My easiest and most precise method isn't to roast the flour, but to "fry the flour" instead. This method provides much better control and ensures the roux is precisely as dark as you like.

--- Put one cup of flour in a non-stick pan.
--- Turn the heat high as if you were using the conventional method.
--- Using a non-stick spatula, continue to keep turning the flour.

Within a minute or so, it will start to smelling like popcorn. Watch it with a bright light, and you will see it turn very light brown. The flour will also start to clump a little.

--- "Fry" for about 5 minutes or so, until evenly as light brown as you'd like.
--- Turn heat off or down --- Add a stick of butter, and finish the roux without adding any more heat.
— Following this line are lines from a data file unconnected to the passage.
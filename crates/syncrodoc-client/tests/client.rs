use std::sync::Arc;

use syncrodoc_api::{AppStateInner, router::router, token::TokenIssuer};
use syncrodoc_client::{AuthClient, ClientError, SessionCache, SessionEntry};
use syncrodoc_db::Database;
use syncrodoc_types::api::UserProfile;

const TEST_SECRET: &str = "test-secret-0123456789abcdef0123456789abcdef";

/// Serve a real router with an in-memory store on an ephemeral port.
async fn spawn_server() -> String {
    let db = Database::open_in_memory().expect("in-memory db");
    let state = Arc::new(AppStateInner {
        db,
        tokens: TokenIssuer::new(TEST_SECRET),
    });
    let listener = tokio::net::TcpListener::bind("127.0.0.1:0").await.unwrap();
    let addr = listener.local_addr().unwrap();
    tokio::spawn(async move {
        axum::serve(listener, router(state, None)).await.unwrap();
    });
    format!("http://{addr}")
}

fn seeded_cache(token: &str) -> SessionCache {
    let cache = SessionCache::in_memory();
    cache
        .save(&SessionEntry {
            token: token.into(),
            user: UserProfile {
                id: 1,
                username: "alice".into(),
                email: "a@x.com".into(),
                created_at: None,
            },
        })
        .unwrap();
    cache
}

#[tokio::test]
async fn register_login_profile_roundtrip() {
    let base = spawn_server().await;
    let client = AuthClient::new(base.clone(), SessionCache::in_memory());

    let user = client
        .register("alice", "a@x.com", "longpass1", "longpass1")
        .await
        .unwrap();
    assert!(client.is_authenticated());
    assert_eq!(user.username, "alice");

    let fetched = client.profile().await.unwrap();
    assert_eq!(fetched.id, user.id);
    assert_eq!(fetched.email, "a@x.com");
    assert!(client.verify().await);

    // Email works as the login identifier too.
    let by_email = AuthClient::new(base, SessionCache::in_memory());
    let logged_in = by_email.login("a@x.com", "longpass1").await.unwrap();
    assert_eq!(logged_in.id, user.id);
}

#[tokio::test]
async fn login_failure_surfaces_the_server_message() {
    let base = spawn_server().await;
    let client = AuthClient::new(base, SessionCache::in_memory());

    let err = client.login("alice", "wrongpass").await.unwrap_err();
    match err {
        ClientError::Api { status, message } => {
            assert_eq!(status, 401);
            assert_eq!(message, "Invalid username/email or password");
        }
        other => panic!("expected Api error, got {other:?}"),
    }
    assert!(!client.is_authenticated());
}

#[tokio::test]
async fn logout_clears_cache_even_when_server_is_unreachable() {
    // Nothing listens here, so the best-effort notify can only fail.
    let client = AuthClient::new("http://127.0.0.1:9", seeded_cache("tok"));
    assert!(client.is_authenticated());

    client.logout().await.unwrap();
    assert!(!client.is_authenticated());
    assert!(client.cache().load().is_none());
}

#[tokio::test]
async fn logout_clears_cache_when_server_rejects_the_token() {
    let base = spawn_server().await;
    let client = AuthClient::new(base, seeded_cache("garbage-token"));

    client.logout().await.unwrap();
    assert!(client.cache().load().is_none());
}

#[tokio::test]
async fn restore_session_clears_a_stale_token() {
    let base = spawn_server().await;
    let client = AuthClient::new(base, seeded_cache("garbage-token"));
    assert!(client.is_authenticated());

    let restored = client.restore_session().await.unwrap();
    assert!(restored.is_none());
    // The tampered record must not linger as an apparent session.
    assert!(!client.is_authenticated());
    assert!(client.cache().load().is_none());
}

#[tokio::test]
async fn restore_session_honors_a_valid_cached_token() {
    let base = spawn_server().await;
    let client = AuthClient::new(base.clone(), SessionCache::in_memory());
    client
        .register("alice", "a@x.com", "longpass1", "longpass1")
        .await
        .unwrap();

    let restored = client.restore_session().await.unwrap().unwrap();
    assert_eq!(restored.username, "alice");
    assert!(client.is_authenticated());
}

#[tokio::test]
async fn restore_session_with_no_cache_is_none() {
    let client = AuthClient::new("http://127.0.0.1:9", SessionCache::in_memory());
    assert!(client.restore_session().await.unwrap().is_none());
}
You will notice that once you add butter, it immediately becomes much darker than you thought it would. The oil in the pan to conducts heat much better, and it now will cook extremely fast, so make sure that the heat is not too high.

If I'm using the roux right then, I start adding my liquid after the butter is mixed in.

I've found that I can control the heat perfectly this way and it won't be over or under cooked. Using the standard method with my electric stove either over or under cooks it. The only way to cool it fast enough when too hot is to put it on granite, which is not the best.

Thanks for validating this method @Barry, (and helping me discover that my method was not unique ).

-- How does the gluten in my bread flour affect it?
-- If you use another oil, do you need add liquid to make sure it thickens, or just wait until you use it in a sauce later?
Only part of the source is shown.